0. Logistical Info
- Section date: 9/27
- Associated lectures: 9/19, 9/21
- Associated pset: Pset 3, due 9/29
- Office hours on 9/27 from 7-9pm at Quincy Dining Hall
- Remember to fill out the attendance form
- Scroll to section 4 for a concise content summary.
0.1 Summary + Practice Problem PDFs
Summary + Practice Problems PDF
Practice Problem Solutions PDF
1. Examples from class
The lecture on 9/19 was full of examples of conditional probability. Here are my takeaways for each. I did not rewrite the examples because solutions are quite well-written in the book and/or in lecture.
1.1 Winter girl (Examples 2.2.5-2.2.7 in the book)
- Define your events as specifically as possible, there are a lot of details that surprisingly can change probabilities.
- See if you can simplify your events (both mathematically and logically). For example, if $A$ is the event that there’s at least one girl and $B$ is the event that there are two girls, $P(A, B) = P(B)$ since if there are two girls, there is automatically at least one girls.
1.2 Monty Hall (Example 2.7.1 and many practice problems in the book)

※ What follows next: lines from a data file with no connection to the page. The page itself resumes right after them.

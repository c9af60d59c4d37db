use serde::Deserialize;

/// How [`JsonReader`](crate::JsonReader) treats `//` and `/* */` comments.
#[derive(Debug, Clone, Copy, PartialEq, Eq, Default, Deserialize)]
#[serde(rename_all = "snake_case")]
pub enum CommentHandling {
    /// Comments are a syntax error (RFC 8259).
    #[default]
    Disallow,
    /// Comments are consumed like whitespace.
    Skip,
    /// Comments are surfaced as [`TokenKind::Comment`](crate::TokenKind::Comment) tokens.
    Allow,
}

#[derive(Debug, Clone, Copy, PartialEq, Eq, Default, Deserialize)]
#[serde(default)]
pub struct ReaderOptions {
    pub comments: CommentHandling,
    /// Accept a single `,` before `]` or `}`.
    pub allow_trailing_commas: bool,
}

impl ReaderOptions {
    pub fn new() -> Self {
        Self::default()
    }

    pub fn comments(mut self, comments: CommentHandling) -> Self {
        self.comments = comments;
        self
    }

    pub fn allow_trailing_commas(mut self, allow: bool) -> Self {
        self.allow_trailing_commas = allow;
        self
    }
}

#[derive(Debug, Clone, Copy, PartialEq, Eq, Default, Deserialize)]
#[serde(default)]
pub struct WriterOptions {
    /// Number of spaces per nesting level; `None` writes compact JSON.
    pub indent: Option<usize>,
}

impl WriterOptions {
    pub fn new() -> Self {
        Self::default()
    }

    pub fn pretty() -> Self {
        Self { indent: Some(2) }
    }

    pub fn indent(mut self, indent: Option<usize>) -> Self {
        self.indent = indent;
        self
    }
}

You can use the Law of Total Probability in some extreme ways! Condition on things that make your life much, much easier - in Monty Hall problems (and the variants that Joe likes to write), I very often condition on the location of the car or use Bayes’ rule to move information about the car’s location into the condition!
1.3 Simpson’s paradox (Example 2.8.3 in the book)

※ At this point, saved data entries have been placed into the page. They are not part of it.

use json_dyn_token::{
    CommentHandling, JsonReader, ReaderError, ReaderOptions, TokenCursor, TokenKind,
};
use time::macros::{date, datetime};
use time::Duration;

fn tokens(
    input: &str,
    options: ReaderOptions,
) -> Result<Vec<(TokenKind, Option<String>)>, ReaderError> {
    let mut reader = JsonReader::with_options(input.as_bytes(), options);
    let mut out = Vec::new();
    while reader.advance()? {
        let text = reader
            .get_str()
            .map(str::to_string)
            .or_else(|| reader.number_text().map(str::to_string));
        out.push((reader.token_kind(), text));
    }
    Ok(out)
}

#[test]
fn token_sequence_matrix() {
    let out = tokens(
        r#"{"name": "x", "list": [1, -2.5, true, false, null], "empty": {}}"#,
        ReaderOptions::default(),
    )
    .expect("valid json");
    let kinds: Vec<TokenKind> = out.iter().map(|(k, _)| *k).collect();
    assert_eq!(
        kinds,
        vec![
            TokenKind::StartObject,
            TokenKind::PropertyName,
            TokenKind::String,
            TokenKind::PropertyName,
            TokenKind::StartArray,
            TokenKind::Number,
            TokenKind::Number,
            TokenKind::True,
            TokenKind::False,
            TokenKind::Null,
            TokenKind::EndArray,
            TokenKind::PropertyName,
            TokenKind::StartObject,
            TokenKind::EndObject,
            TokenKind::EndObject,
        ]
    );
    assert_eq!(out[1].1.as_deref(), Some("name"));
    assert_eq!(out[6].1.as_deref(), Some("-2.5"));
}

#[test]
fn string_escapes_are_decoded() {
    let out = tokens(r#"["a\nb", "é😀", "tab\t"]"#, ReaderOptions::default()).unwrap();
    assert_eq!(out[1].1.as_deref(), Some("a\nb"));
    assert_eq!(out[2].1.as_deref(), Some("é😀"));
    assert_eq!(out[3].1.as_deref(), Some("tab\t"));

    let err = tokens(r#"["\x"]"#, ReaderOptions::default()).unwrap_err();
    assert_eq!(err, ReaderError::InvalidEscape { offset: 1 });
}

#[test]
fn comment_handling_matrix() {
    let input = "// lead\n[1, /* mid */ 2] // tail";

    let err = tokens(input, ReaderOptions::default()).unwrap_err();
    assert!(matches!(err, ReaderError::Syntax { offset: 0, .. }));

    let skipped = tokens(input, ReaderOptions::new().comments(CommentHandling::Skip)).unwrap();
    assert_eq!(skipped.len(), 4);

    let allowed = tokens(input, ReaderOptions::new().comments(CommentHandling::Allow)).unwrap();
    let comments: Vec<&str> = allowed
        .iter()
        .filter(|(k, _)| *k == TokenKind::Comment)
        .filter_map(|(_, t)| t.as_deref())
        .collect();
    assert_eq!(comments, vec![" lead", " mid ", " tail"]);

    let err = tokens(
        "[1 /* open",
        ReaderOptions::new().comments(CommentHandling::Skip),
    )
    .unwrap_err();
    assert_eq!(err, ReaderError::UnterminatedComment { offset: 3 });
}

#[test]
fn numeric_probes() {
    let cases: [(&str, Option<i32>, Option<i64>, Option<f64>); 6] = [
        ("1234", Some(1234), Some(1234), Some(1234.0)),
        ("2147483648", None, Some(2_147_483_648), Some(2_147_483_648.0)),
        ("-9223372036854775809", None, None, Some(-9_223_372_036_854_775_809.0)),
        ("123.4", None, None, Some(123.4)),
        ("1e3", None, None, Some(1000.0)),
        ("1e400", None, None, None),
    ];
    for (input, i32v, i64v, f64v) in cases {
        let mut reader = JsonReader::new(input.as_bytes());
        assert!(reader.advance().unwrap());
        assert_eq!(reader.try_get_i32(), i32v, "{input}");
        assert_eq!(reader.try_get_i64(), i64v, "{input}");
        assert_eq!(reader.try_get_f64(), f64v, "{input}");
        assert_eq!(reader.get_bool(), None);
        assert_eq!(reader.try_get_date(), None);
    }
}

#[test]
fn temporal_probes_only_apply_to_string_values() {
    let mut reader = JsonReader::new(
        br#"{"2023-04-09": "2023-04-09", "t": "2023-04-09T01:23:45", "o": "2023-04-09T01:23:45Z", "d": "00:01:00"}"#,
    );
    reader.advance().unwrap();
    reader.advance().unwrap();
    assert_eq!(reader.token_kind(), TokenKind::PropertyName);
    assert_eq!(reader.try_get_date(), None);
    reader.advance().unwrap();
    assert_eq!(reader.try_get_date(), Some(date!(2023 - 04 - 09)));
    assert_eq!(reader.try_get_datetime(), None);

    reader.advance().unwrap();
    reader.advance().unwrap();
    assert_eq!(reader.try_get_datetime(), Some(datetime!(2023-04-09 01:23:45)));

    reader.advance().unwrap();
    reader.advance().unwrap();
    assert_eq!(
        reader.try_get_datetime_offset(),
        Some(datetime!(2023-04-09 01:23:45 UTC))
    );

    reader.advance().unwrap();
    reader.advance().unwrap();
    assert_eq!(reader.try_get_duration(), Some(Duration::minutes(1)));
}

#[test]
fn skip_moves_to_value_end() {
    let mut reader = JsonReader::new(br#"{"a": [1, {"b": [2]}], "c": 3}"#);
    reader.advance().unwrap();
    reader.advance().unwrap();
    assert_eq!(reader.token_kind(), TokenKind::PropertyName);
    assert!(reader.skip().unwrap());
    assert_eq!(reader.token_kind(), TokenKind::EndArray);
    assert_eq!(reader.depth(), 1);
    reader.advance().unwrap();
    assert_eq!(reader.get_str(), Some("c"));
    reader.advance().unwrap();
    assert!(reader.skip().unwrap());
    assert_eq!(reader.try_get_i32(), Some(3));
}

#[test]
fn skip_reports_truncation() {
    let mut reader = JsonReader::new(b"[[1, 2]");
    reader.advance().unwrap();
    assert!(!reader.skip().unwrap());
    assert_eq!(reader.token_kind(), TokenKind::None);
}

#[test]
fn trailing_data_is_rejected() {
    let err = tokens("{} {}", ReaderOptions::default()).unwrap_err();
    assert!(matches!(err, ReaderError::Syntax { offset: 3, .. }));
}
use std::fmt;

/// Kind of the token a [`TokenCursor`](crate::TokenCursor) is positioned on.
///
/// `None` is reported both before the first `advance` and once the input is
/// exhausted.
#[derive(Debug, Clone, Copy, PartialEq, Eq, Hash, Default)]
pub enum TokenKind {
    #[default]
    None,
    Null,
    True,
    False,
    Number,
    String,
    StartArray,
    EndArray,
    StartObject,
    EndObject,
    PropertyName,
    Comment,
}

impl TokenKind {
    /// `true` for `[` and `{`.
    pub fn is_container_start(self) -> bool {
        matches!(self, TokenKind::StartArray | TokenKind::StartObject)
    }

    /// `true` for `]` and `}`.
    pub fn is_container_end(self) -> bool {
        matches!(self, TokenKind::EndArray | TokenKind::EndObject)
    }

    pub fn is_scalar(self) -> bool {
        matches!(
            self,
            TokenKind::Null
                | TokenKind::True
                | TokenKind::False
                | TokenKind::Number
                | TokenKind::String
        )
    }
}

impl fmt::Display for TokenKind {
    fn fmt(&self, f: &mut fmt::Formatter<'_>) -> fmt::Result {
        let name = match self {
            TokenKind::None => "None",
            TokenKind::Null => "Null",
            TokenKind::True => "True",
            TokenKind::False => "False",
            TokenKind::Number => "Number",
            TokenKind::String => "String",
            TokenKind::StartArray => "StartArray",
            TokenKind::EndArray => "EndArray",
            TokenKind::StartObject => "StartObject",
            TokenKind::EndObject => "EndObject",
            TokenKind::PropertyName => "PropertyName",
            TokenKind::Comment => "Comment",
        };
        f.write_str(name)
    }
}
use json_dyn_token::{ReaderError, TokenKind, WriterError};
use thiserror::Error;

/// Failure of a single decode call. No partial value accompanies it.
#[derive(Debug, Error, Clone, PartialEq, Eq)]
pub enum DecodeError {
    #[error("{token} encountered outside of its container loop at offset {offset}")]
    MalformedStructure { token: TokenKind, offset: usize },
    #[error("invalid JSON: input ended inside {context}")]
    TruncatedInput { context: TokenKind },
    #[error("maximum nesting depth {max_depth} exceeded at offset {offset}")]
    DepthExceeded { max_depth: usize, offset: usize },
    #[error("number at offset {offset} is out of range for a 64-bit float")]
    NumberOutOfRange { offset: usize },
    #[error(transparent)]
    Reader(#[from] ReaderError),
}

/// Error type of the crate-level convenience functions.
#[derive(Debug, Error, Clone, PartialEq)]
pub enum Error {
    #[error(transparent)]
    Decode(#[from] DecodeError),
    #[error(transparent)]
    Write(#[from] WriterError),
}

impl From<ReaderError> for Error {
    fn from(err: ReaderError) -> Self {
        Error::Decode(DecodeError::Reader(err))
    }
}
//! Brick Breaker - a paddle-and-ball arcade game core
//!
//! Core modules:
//! - `sim`: Deterministic simulation (bodies, collisions, level flow, snapshots)
//! - `audio`: Fire-and-forget cue sink the simulation reports into
//! - `tuning`: Data-driven game balance
//! - `game`: Controller facade driven by input intents and a fixed-rate clock

pub mod audio;
pub mod game;
pub mod sim;
pub mod tuning;

pub use audio::{AudioSink, Cue, LogAudio, MusicCommand, NullAudio};
pub use game::Game;
pub use tuning::{Tuning, TuningError};

/// Game configuration constants
pub mod consts {
    /// Fixed simulation timestep (60 Hz, one tick every ~16ms)
    pub const TICK_SECONDS: f32 = 1.0 / 60.0;
    /// Maximum ticks per `Game::advance` call to prevent spiral of death
    pub const MAX_SUBSTEPS: u32 = 8;

    /// Default arena dimensions (pixels)
    pub const ARENA_WIDTH: i32 = 600;
    pub const ARENA_HEIGHT: i32 = 660;

    /// Steering divisor is paddle width / this, never below 1
    pub const PADDLE_STEER_DIVISIONS: i32 = 8;
    /// Horizontal speed picked when a paddle hit would leave the ball going straight up
    pub const DEAD_CENTER_DX: i32 = 2;
}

I think it’s a good to develop the skill of coming up with similar paradoxes - at the very least, it can test your understanding of probability. My understanding of this phenomenon is that there are two tasks - a hard and an easy task. Doctor A might have a better success rate in each task, but Doctor B can still have a higher overall success rate.
This happens because Doctor A does more of the harder task, which drags their average down, while Doctor B inflates their average by doing the easier task more often. There are some other intuitive corollaries - like how some students may learn a lot but have lower GPAs then other students because they take a higher proportion of challenging classes.
To construct these paradoxes, I think you need a hard task (where both doctors have a “low” success rate) and an easy task (where both doctors have a higher success rate). Then doctor A has to do more of the hard task, while doctor B needs to do more of the easy task, to weight their averages differently.
1.4 Gambler’s ruin (Example 2.7.3 in the book)
You will be assessed (in pset and/or exam) on your ability to apply the gambler’s ruin result in other contexts, but you will never have to re-derive it. So you can figure out how variables in your problem correspond to gambler’s ruin (or even set up the difference equation) then just jump to plugging in the solution given.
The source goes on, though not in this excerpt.